*** Opening of Given entries ***

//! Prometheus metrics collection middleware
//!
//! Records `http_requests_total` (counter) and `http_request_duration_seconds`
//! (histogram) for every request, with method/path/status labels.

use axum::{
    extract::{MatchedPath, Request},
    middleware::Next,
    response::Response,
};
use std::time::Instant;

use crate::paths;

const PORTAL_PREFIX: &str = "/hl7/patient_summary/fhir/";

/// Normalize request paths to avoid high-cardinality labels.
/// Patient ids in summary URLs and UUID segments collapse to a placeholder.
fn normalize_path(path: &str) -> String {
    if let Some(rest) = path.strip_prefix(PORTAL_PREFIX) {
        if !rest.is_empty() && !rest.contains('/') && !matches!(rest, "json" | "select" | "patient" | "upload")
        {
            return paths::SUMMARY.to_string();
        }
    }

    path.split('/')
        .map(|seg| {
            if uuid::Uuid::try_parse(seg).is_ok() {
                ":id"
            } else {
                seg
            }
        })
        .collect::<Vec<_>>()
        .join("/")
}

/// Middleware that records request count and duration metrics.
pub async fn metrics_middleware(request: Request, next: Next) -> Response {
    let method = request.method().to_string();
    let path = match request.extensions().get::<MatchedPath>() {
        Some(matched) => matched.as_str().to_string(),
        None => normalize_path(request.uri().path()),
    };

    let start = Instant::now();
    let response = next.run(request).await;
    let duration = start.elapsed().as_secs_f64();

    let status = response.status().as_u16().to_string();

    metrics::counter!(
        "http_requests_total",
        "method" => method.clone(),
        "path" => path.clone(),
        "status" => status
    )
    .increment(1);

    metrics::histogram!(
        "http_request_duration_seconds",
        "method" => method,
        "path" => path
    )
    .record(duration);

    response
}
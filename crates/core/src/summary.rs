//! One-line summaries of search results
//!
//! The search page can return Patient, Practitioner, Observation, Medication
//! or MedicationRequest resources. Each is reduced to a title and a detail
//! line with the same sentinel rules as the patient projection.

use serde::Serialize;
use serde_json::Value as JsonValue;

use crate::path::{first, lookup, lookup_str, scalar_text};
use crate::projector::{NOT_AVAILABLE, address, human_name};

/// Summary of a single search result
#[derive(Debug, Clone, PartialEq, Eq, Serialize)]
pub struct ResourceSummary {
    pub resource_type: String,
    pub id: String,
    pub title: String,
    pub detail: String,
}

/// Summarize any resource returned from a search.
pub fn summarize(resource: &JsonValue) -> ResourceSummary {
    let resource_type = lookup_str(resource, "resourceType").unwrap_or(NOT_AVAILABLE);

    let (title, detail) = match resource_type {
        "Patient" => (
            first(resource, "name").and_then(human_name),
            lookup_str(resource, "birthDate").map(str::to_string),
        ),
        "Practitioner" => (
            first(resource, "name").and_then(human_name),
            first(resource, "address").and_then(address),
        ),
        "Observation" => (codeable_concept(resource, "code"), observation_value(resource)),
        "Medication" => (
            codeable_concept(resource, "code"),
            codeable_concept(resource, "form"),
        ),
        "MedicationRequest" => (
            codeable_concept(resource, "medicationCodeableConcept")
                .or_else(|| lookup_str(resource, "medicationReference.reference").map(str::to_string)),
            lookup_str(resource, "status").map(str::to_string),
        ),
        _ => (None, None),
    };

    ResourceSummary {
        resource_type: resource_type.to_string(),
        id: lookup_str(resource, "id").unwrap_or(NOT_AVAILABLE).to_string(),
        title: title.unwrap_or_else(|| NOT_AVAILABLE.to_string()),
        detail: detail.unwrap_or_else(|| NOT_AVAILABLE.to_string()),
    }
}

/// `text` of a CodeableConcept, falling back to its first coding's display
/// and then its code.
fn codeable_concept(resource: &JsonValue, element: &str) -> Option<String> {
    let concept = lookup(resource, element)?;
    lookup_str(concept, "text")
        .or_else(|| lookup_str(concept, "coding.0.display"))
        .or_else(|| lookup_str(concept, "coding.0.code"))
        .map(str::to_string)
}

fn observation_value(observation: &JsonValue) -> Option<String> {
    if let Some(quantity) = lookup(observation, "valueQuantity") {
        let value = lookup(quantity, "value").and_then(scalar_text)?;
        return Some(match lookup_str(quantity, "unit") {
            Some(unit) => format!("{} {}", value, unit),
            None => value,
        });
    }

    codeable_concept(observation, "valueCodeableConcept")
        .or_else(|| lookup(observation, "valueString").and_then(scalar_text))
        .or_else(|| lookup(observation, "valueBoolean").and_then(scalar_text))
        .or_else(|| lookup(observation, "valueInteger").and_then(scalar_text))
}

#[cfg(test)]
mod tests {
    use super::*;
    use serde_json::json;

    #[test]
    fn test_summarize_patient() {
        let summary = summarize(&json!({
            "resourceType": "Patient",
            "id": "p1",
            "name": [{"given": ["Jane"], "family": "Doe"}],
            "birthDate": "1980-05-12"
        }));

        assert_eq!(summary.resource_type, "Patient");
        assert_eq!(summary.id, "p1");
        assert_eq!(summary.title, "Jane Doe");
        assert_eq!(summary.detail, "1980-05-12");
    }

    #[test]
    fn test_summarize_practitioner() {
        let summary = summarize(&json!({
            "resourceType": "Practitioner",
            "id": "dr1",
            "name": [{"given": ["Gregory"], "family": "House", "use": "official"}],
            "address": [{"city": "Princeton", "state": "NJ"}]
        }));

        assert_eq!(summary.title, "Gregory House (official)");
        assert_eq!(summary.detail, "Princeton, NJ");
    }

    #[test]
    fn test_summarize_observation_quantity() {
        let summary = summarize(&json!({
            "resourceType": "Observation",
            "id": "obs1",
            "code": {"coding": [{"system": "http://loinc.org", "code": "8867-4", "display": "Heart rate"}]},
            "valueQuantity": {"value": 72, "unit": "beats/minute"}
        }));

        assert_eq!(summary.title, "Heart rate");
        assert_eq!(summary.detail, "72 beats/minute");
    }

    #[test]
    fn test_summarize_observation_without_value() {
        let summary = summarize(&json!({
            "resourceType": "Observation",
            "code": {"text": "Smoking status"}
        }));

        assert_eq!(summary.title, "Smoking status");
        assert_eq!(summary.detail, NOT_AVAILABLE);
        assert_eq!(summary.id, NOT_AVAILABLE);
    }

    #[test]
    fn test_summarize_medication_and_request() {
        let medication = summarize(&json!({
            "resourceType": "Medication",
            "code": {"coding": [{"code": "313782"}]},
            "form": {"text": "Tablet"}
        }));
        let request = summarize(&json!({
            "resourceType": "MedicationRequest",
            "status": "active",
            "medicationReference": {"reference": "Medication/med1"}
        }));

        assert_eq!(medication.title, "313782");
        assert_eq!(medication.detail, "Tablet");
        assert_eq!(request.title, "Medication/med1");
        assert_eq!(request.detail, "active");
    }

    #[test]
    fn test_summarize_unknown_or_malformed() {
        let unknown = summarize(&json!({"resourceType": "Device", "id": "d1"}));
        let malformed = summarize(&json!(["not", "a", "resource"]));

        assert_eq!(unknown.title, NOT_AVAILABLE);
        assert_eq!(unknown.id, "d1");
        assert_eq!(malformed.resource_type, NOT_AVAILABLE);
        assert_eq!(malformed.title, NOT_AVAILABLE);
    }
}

*** Close of Given entries ***

▶ _Work to complete_
Among the lines of the listing above, which ones hold "counter"? Copy them.

▶ _Answer to this task_
//! Records `http_requests_total` (counter) and `http_request_duration_seconds`
    metrics::counter!(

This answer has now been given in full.